Work item: Search the listing below for the line containing "Some(parts[1].to_string())". From there through the line containing "let state = req.app_data::<web::Data<AppState>>()", transcribe every line exactly, both ends included.

Stored data:

========================================================================

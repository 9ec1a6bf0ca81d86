use actix_web::{
    body::BoxBody,
    dev::{Service, ServiceRequest, ServiceResponse, Transform},
    web, Error, HttpMessage, HttpResponse, ResponseError,
};
use futures_util::future::{ok, Ready, LocalBoxFuture};
use std::{rc::Rc, task::{Context, Poll}};

use crate::{entities::token::{Claims, Role}, errors::AuthError, AppState};

/// Decodes the bearer token on every non-public route and attaches the
/// claims to the request. Role checks for media routes happen in the
/// `EditorClaims`/`AdminClaims` extractors; `/api/v1/admin` is guarded here too.
pub struct AuthMiddleware;

impl<S> Transform<S, ServiceRequest> for AuthMiddleware
where
    S: Service<ServiceRequest, Response = ServiceResponse<BoxBody>, Error = Error> + 'static,
{
    type Response = ServiceResponse<BoxBody>;
    type Error = Error;
    type InitError = ();
    type Transform = AuthMiddlewareService<S>;
    type Future = Ready<Result<Self::Transform, Self::InitError>>;

    fn new_transform(&self, service: S) -> Self::Future {
        ok(AuthMiddlewareService {
            service: Rc::new(service),
        })
    }
}

pub struct AuthMiddlewareService<S> {
    service: Rc<S>,
}

impl<S> Service<ServiceRequest> for AuthMiddlewareService<S>
where
    S: Service<ServiceRequest, Response = ServiceResponse<BoxBody>, Error = Error> + 'static,
{
    type Response = ServiceResponse<BoxBody>;
    type Error = Error;
    type Future = LocalBoxFuture<'static, Result<Self::Response, Self::Error>>;

    fn poll_ready(&self, ctx: &mut Context<'_>) -> Poll<Result<(), Self::Error>> {
        self.service.poll_ready(ctx)
    }

    fn call(&self, req: ServiceRequest) -> Self::Future {
        let service = Rc::clone(&self.service);

        Box::pin(async move {
            if is_public_route(req.path(), req.method().as_str()) {
                return service.call(req).await;
            }

            let claims = match get_valid_claims(&req) {
                Ok(claims) => claims,
                Err(err) => {
                    tracing::warn!(path = %req.path(), error = %err, "rejected unauthenticated request");
                    return Ok(custom_error_response(req, err.error_response()));
                }
            };

            if let Err(err) = enforce_admin_access(req.path(), &claims) {
                return Ok(custom_error_response(req, err.error_response()));
            }

            req.extensions_mut().insert(claims);
            service.call(req).await
        })
    }
}

fn is_public_route(path: &str, method: &str) -> bool {
    if method == "OPTIONS" {
        return true;
    }
    if method != "GET" && method != "HEAD" {
        return false;
    }

    let segments: Vec<&str> = path.trim_matches('/').split('/').collect();
    matches!(
        segments.as_slice(),
        [""] | ["health"] |
        ["uploads", _, _] |
        ["api", "v1", "images", _, "info"] |
        ["api", "v1", "images", _, "optimized"]
    )
}

fn extract_token(req: &ServiceRequest) -> Option<String> {
    req.headers()
        .get("Authorization")
        .and_then(|header| header.to_str().ok())
        .and_then(|header| {
            let parts: Vec<&str> = header.split_whitespace().collect();
            if parts.len() == 2 && parts[0].eq_ignore_ascii_case("bearer") {
                Some(parts[1].to_string())
            } else {
                None
            }
        })
}

fn get_valid_claims(req: &ServiceRequest) -> Result<Claims, AuthError> {
    let state = req.app_data::<web::Data<AppState>>()
        .ok_or_else(|| {
            tracing::error!("AppState missing in middleware");
            AuthError::MissingJwtService
        })?;

    let token = extract_token(req).ok_or(AuthError::MissingCredentials)?;
    let decoded = state.token_service.decode_jwt(&token)?;
    Ok(decoded.claims)
}

fn enforce_admin_access(path: &str, claims: &Claims) -> Result<(), AuthError> {
    if path.starts_with("/api/v1/admin") && claims.role != Role::Admin {
        tracing::warn!(path, sub = %claims.sub, "admin access required");
        return Err(AuthError::Forbidden("Admin access required".into()));
    }
    Ok(())
}

fn custom_error_response(req: ServiceRequest, res: HttpResponse) -> ServiceResponse<BoxBody> {
    req.into_response(res)
}

#[cfg(test)]
mod tests {
    use super::is_public_route;

    #[test]
    fn delivery_and_info_are_public() {
        assert!(is_public_route("/", "GET"));
        assert!(is_public_route("/health", "GET"));
        assert!(is_public_route("/uploads/articles/a.jpg", "GET"));
        assert!(is_public_route("/api/v1/images/a.jpg/info", "GET"));
        assert!(is_public_route("/api/v1/images/a.jpg/optimized", "GET"));
        assert!(is_public_route("/api/v1/uploads/single", "OPTIONS"));
    }

    #[test]
    fn mutations_and_listing_need_a_token() {
        assert!(!is_public_route("/api/v1/images", "GET"));
        assert!(!is_public_route("/api/v1/images/a.jpg", "DELETE"));
        assert!(!is_public_route("/api/v1/images/a.jpg/metadata", "PUT"));
        assert!(!is_public_route("/api/v1/images/a.jpg/references", "GET"));
        assert!(!is_public_route("/api/v1/uploads/single", "POST"));
        assert!(!is_public_route("/api/v1/admin/dashboard", "GET"));
    }
}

========================================================================

Answer to this problem:
                Some(parts[1].to_string())
            } else {
                None
            }
        })
}

fn get_valid_claims(req: &ServiceRequest) -> Result<Claims, AuthError> {
    let state = req.app_data::<web::Data<AppState>>()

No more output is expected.